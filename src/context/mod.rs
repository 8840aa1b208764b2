//! Context builders: inventory, external and per-user snapshots.
//!
//! Each builder reads through the shared [`CacheLayer`](crate::cache::CacheLayer)
//! and always produces a value. Failed sources are reported inside the
//! snapshot instead of failing the build.

mod api_types;
pub mod external;
pub mod feeds;
pub mod inventory;
pub mod stats;
pub mod types;
pub mod user;

pub use external::ExternalContextBuilder;
pub use feeds::{ExternalFeeds, HttpFeeds};
pub use inventory::InventoryContextBuilder;
pub use types::{ExternalContext, InventoryContext, UserContext};
pub use user::UserContextBuilder;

○ ○ ○ ○ ○

_ABOUT THIS TASK_
Return, without any change, the lines from the one holding "pub use inventory::InventoryContextBuilder;" through the end of the listing, and only those.

_REPLY_
pub use inventory::InventoryContextBuilder;
pub use types::{ExternalContext, InventoryContext, UserContext};
pub use user::UserContextBuilder;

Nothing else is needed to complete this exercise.